=== Exercise requirements ===
Take the data below and extract the lines from the one with "pub mod engine;" to the one with "pub(crate) fn round_tenth(value: f64)", inclusive, exactly as written.

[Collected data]
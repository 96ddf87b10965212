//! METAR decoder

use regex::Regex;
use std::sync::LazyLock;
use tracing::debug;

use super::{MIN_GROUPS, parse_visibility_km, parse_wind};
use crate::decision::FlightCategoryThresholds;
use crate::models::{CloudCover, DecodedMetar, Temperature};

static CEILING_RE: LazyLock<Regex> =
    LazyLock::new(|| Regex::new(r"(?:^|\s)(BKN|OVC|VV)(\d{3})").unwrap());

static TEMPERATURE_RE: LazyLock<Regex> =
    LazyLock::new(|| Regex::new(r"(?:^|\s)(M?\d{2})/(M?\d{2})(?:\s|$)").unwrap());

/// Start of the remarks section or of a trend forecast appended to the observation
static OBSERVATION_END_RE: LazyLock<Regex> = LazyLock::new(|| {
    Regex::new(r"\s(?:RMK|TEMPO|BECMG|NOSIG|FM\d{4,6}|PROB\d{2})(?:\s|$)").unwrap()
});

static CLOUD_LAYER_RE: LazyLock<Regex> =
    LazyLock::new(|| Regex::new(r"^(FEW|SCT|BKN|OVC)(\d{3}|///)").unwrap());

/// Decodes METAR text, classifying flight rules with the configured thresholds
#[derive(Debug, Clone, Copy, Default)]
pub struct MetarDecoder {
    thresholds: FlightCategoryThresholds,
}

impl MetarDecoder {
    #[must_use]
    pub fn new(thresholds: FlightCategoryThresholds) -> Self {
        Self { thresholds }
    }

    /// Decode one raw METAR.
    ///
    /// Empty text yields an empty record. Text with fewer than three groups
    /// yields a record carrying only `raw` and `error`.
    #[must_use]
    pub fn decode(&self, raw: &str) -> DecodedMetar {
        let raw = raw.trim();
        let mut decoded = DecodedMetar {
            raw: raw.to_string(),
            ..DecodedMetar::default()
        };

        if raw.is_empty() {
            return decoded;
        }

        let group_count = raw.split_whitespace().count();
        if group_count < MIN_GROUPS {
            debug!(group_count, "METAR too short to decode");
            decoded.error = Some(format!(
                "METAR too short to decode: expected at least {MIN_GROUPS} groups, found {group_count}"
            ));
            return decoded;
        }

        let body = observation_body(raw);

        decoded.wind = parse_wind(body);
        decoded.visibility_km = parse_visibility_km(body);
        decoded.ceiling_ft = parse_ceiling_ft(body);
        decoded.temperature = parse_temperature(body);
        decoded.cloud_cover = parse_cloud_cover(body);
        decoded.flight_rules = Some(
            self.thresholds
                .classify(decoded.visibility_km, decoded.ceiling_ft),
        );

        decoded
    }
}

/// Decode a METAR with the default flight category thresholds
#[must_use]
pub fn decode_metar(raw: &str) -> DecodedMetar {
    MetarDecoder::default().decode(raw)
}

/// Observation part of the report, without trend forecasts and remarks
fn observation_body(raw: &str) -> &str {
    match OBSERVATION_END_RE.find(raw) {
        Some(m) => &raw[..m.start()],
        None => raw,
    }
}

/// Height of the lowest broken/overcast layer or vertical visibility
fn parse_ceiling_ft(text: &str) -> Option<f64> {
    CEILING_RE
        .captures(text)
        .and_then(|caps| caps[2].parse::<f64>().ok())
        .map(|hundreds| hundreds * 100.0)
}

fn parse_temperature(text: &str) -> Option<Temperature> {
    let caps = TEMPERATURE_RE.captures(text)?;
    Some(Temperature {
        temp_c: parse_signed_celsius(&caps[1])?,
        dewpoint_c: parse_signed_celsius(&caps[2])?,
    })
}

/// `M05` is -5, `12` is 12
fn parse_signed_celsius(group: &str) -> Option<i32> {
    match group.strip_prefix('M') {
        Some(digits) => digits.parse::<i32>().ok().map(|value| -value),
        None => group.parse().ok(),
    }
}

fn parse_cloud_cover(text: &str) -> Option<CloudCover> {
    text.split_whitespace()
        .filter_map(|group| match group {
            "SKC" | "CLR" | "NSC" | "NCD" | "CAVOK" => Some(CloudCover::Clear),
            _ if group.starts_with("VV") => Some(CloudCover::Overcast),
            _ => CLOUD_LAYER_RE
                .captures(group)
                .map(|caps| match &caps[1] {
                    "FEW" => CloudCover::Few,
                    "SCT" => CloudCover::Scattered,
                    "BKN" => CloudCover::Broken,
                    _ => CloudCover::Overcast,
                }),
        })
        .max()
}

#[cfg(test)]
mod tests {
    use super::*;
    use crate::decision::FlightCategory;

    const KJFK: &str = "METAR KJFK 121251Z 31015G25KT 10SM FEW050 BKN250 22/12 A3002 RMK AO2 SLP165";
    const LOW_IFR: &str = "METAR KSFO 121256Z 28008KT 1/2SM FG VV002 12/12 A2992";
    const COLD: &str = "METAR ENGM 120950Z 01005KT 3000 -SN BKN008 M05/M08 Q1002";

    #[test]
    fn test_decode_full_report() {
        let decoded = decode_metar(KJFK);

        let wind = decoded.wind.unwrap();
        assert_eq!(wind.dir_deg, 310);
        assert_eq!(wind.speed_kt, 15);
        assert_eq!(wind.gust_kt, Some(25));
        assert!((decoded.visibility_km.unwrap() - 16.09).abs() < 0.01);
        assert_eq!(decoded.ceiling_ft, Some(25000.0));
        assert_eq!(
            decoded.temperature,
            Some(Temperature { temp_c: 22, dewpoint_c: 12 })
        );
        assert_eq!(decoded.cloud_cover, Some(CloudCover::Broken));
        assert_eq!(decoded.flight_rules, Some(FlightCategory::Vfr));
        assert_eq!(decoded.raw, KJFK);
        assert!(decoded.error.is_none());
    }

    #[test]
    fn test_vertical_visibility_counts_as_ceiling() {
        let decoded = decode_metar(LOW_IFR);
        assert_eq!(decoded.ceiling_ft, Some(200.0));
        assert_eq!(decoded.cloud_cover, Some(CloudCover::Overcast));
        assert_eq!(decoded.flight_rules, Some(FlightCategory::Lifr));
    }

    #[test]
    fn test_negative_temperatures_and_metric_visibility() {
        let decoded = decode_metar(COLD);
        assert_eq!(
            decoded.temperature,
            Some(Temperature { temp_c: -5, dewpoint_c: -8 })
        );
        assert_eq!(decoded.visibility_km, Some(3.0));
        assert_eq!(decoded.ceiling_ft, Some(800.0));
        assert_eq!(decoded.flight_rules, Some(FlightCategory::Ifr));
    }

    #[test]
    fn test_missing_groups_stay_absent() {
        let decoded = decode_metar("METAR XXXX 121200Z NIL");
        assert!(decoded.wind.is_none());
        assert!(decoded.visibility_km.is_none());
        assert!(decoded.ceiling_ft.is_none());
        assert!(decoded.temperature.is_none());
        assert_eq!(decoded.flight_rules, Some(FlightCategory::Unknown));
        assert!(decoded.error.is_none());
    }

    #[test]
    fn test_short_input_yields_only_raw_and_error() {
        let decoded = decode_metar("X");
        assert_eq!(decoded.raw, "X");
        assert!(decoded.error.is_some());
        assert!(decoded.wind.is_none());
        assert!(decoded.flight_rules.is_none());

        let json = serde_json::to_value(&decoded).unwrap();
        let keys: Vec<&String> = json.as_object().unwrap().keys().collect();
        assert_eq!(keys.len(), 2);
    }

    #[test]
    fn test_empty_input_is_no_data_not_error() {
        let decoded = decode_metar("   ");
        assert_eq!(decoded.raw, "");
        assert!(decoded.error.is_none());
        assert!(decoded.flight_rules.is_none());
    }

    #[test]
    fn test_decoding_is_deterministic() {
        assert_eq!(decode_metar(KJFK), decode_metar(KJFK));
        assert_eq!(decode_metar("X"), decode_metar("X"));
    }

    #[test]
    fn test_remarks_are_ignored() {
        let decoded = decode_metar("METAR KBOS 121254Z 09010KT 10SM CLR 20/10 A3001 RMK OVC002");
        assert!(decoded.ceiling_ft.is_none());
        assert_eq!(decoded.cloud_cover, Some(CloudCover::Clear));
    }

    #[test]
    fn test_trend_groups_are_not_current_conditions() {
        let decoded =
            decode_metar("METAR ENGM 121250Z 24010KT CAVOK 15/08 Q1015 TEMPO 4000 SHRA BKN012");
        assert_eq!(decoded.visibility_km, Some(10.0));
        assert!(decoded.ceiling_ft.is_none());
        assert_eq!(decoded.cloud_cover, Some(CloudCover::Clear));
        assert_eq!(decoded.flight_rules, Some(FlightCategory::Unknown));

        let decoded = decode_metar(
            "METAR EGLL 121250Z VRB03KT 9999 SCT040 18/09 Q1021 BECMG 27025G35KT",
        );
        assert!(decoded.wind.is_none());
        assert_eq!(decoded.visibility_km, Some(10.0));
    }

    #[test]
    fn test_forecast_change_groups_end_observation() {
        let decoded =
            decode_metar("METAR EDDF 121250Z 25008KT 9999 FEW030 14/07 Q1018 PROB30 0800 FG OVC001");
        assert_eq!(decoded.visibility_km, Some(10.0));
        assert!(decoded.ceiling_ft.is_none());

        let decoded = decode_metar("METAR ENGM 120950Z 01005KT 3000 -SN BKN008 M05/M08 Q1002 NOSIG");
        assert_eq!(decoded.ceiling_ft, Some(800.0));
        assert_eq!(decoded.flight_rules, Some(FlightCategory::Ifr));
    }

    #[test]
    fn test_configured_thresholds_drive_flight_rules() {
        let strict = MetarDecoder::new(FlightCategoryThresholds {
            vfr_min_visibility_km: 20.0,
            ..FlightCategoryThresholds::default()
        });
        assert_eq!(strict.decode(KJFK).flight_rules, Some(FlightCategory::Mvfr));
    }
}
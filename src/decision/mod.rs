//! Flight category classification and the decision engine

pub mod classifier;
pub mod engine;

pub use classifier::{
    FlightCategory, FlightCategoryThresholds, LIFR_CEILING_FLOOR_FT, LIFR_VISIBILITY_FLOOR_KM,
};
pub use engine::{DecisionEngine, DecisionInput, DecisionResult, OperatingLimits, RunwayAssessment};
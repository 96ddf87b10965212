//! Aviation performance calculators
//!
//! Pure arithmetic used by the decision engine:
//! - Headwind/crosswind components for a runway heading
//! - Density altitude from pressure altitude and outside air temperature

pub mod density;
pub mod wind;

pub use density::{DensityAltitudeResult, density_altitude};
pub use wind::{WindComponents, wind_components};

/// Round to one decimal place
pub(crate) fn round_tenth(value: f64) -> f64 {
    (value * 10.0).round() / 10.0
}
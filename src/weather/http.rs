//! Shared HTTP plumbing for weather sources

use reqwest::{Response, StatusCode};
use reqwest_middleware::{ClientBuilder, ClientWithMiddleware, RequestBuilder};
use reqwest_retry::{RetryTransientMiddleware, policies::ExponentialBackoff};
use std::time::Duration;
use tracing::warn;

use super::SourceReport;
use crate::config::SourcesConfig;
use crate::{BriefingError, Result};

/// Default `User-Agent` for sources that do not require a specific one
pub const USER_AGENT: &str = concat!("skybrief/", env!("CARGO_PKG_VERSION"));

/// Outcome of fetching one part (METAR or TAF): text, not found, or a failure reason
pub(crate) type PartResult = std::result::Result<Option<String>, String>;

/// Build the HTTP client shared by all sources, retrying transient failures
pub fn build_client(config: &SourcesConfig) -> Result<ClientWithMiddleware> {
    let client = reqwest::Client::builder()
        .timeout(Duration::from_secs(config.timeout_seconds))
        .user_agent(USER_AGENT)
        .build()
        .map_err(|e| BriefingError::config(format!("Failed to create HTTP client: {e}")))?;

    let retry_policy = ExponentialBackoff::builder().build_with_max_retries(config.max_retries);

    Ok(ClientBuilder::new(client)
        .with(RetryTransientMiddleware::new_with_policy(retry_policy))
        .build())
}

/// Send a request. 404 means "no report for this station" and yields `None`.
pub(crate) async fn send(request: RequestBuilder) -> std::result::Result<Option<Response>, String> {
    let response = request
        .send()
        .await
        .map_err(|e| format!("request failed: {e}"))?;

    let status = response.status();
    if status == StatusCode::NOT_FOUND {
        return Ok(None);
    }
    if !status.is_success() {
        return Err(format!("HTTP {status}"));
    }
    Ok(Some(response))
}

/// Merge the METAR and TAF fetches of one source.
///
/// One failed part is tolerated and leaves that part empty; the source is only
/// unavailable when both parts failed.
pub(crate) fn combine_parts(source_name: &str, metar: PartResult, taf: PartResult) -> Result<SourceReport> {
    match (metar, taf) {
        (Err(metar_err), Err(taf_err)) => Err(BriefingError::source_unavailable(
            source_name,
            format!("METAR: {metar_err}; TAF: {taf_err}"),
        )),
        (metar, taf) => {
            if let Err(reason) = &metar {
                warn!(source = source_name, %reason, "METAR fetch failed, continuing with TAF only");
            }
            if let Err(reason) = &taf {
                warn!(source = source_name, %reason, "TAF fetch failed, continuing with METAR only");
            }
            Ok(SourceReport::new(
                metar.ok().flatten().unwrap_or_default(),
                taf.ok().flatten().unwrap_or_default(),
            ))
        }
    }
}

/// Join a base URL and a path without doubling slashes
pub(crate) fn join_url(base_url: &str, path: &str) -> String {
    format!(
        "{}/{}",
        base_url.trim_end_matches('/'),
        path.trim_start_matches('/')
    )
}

==

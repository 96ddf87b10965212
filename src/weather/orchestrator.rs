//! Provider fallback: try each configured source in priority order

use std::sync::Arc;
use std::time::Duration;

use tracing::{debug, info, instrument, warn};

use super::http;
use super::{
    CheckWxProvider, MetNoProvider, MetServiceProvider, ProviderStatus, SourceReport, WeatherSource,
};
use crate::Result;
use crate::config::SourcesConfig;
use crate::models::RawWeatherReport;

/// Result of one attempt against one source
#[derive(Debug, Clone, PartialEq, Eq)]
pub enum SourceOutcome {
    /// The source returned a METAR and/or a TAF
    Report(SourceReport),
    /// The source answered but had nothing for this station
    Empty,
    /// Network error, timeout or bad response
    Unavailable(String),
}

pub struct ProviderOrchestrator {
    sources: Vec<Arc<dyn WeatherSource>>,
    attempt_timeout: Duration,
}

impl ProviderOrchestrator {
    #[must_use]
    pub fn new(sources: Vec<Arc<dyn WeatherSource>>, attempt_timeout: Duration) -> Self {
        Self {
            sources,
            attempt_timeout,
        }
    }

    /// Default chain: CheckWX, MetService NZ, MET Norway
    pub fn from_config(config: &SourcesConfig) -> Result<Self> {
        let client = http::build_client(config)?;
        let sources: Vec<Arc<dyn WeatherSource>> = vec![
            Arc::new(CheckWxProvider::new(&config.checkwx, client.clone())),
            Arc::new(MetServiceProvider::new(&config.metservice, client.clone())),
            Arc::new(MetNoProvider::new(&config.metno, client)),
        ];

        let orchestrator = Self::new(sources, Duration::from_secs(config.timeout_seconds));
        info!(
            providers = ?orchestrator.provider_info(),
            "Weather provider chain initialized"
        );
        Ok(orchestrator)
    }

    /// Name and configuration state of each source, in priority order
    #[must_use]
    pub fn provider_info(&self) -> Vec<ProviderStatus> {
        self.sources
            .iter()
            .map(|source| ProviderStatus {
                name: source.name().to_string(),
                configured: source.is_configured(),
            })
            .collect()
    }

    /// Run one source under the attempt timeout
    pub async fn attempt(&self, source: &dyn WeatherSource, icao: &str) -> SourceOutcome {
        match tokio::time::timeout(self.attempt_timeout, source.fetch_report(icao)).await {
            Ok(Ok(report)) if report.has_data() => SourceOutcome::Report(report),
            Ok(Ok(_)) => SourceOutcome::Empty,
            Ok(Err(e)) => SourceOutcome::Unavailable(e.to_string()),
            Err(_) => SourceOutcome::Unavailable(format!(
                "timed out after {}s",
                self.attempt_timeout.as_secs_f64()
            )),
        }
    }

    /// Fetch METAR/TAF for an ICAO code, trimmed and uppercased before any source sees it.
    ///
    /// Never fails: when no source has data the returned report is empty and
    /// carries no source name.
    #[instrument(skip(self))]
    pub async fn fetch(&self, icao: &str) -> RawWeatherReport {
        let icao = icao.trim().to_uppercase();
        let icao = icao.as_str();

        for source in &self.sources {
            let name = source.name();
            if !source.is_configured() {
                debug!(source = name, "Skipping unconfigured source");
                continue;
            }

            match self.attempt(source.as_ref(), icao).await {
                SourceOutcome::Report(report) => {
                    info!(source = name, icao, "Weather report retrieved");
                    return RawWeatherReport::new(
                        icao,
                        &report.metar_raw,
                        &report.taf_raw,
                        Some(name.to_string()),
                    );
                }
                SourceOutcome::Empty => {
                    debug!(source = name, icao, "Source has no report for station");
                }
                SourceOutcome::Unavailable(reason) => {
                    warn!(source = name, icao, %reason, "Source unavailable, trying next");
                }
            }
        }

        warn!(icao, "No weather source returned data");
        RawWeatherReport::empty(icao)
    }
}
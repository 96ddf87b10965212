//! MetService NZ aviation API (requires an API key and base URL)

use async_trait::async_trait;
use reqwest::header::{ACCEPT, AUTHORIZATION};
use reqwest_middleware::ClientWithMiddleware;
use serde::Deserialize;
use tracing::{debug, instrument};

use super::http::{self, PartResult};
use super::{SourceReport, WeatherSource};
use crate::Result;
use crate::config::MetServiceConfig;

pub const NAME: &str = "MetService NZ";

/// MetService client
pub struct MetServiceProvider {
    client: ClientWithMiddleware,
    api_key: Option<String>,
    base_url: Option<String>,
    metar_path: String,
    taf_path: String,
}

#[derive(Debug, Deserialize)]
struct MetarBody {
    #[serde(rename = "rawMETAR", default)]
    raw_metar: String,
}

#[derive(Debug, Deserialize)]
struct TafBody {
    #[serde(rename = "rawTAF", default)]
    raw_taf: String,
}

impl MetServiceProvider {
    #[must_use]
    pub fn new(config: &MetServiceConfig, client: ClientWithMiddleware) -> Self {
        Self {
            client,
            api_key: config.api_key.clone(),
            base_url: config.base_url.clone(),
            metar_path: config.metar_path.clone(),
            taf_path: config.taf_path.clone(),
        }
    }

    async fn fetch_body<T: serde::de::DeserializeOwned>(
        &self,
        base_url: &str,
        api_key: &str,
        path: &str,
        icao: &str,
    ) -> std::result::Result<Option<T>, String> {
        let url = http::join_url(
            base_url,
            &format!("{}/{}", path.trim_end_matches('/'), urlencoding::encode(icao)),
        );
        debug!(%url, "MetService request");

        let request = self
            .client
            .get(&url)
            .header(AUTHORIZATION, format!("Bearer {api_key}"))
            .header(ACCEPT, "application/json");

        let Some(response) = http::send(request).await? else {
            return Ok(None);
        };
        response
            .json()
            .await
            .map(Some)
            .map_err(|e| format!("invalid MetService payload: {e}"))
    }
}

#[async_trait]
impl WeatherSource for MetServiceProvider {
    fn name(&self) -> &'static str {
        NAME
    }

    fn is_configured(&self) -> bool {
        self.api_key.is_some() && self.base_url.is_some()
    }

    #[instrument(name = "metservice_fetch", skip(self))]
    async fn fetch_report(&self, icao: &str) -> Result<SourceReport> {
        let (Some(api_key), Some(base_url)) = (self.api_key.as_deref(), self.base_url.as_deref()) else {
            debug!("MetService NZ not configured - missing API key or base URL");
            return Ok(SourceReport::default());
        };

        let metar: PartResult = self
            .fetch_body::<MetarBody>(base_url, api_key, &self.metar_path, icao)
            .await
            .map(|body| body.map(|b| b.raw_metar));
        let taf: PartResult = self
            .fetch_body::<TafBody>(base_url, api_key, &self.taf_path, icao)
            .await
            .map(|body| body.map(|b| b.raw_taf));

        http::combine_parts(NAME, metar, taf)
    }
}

=== Result ===
pub mod engine;

pub use classifier::{
    FlightCategory, FlightCategoryThresholds, LIFR_CEILING_FLOOR_FT, LIFR_VISIBILITY_FLOOR_KM,
};
pub use engine::{DecisionEngine, DecisionInput, DecisionResult, OperatingLimits, RunwayAssessment};
repository 96ddf87b10965212
//! Aviation performance calculators
//!
//! Pure arithmetic used by the decision engine:
//! - Headwind/crosswind components for a runway heading
//! - Density altitude from pressure altitude and outside air temperature

pub mod density;
pub mod wind;

pub use density::{DensityAltitudeResult, density_altitude};
pub use wind::{WindComponents, wind_components};

/// Round to one decimal place
pub(crate) fn round_tenth(value: f64) -> f64 {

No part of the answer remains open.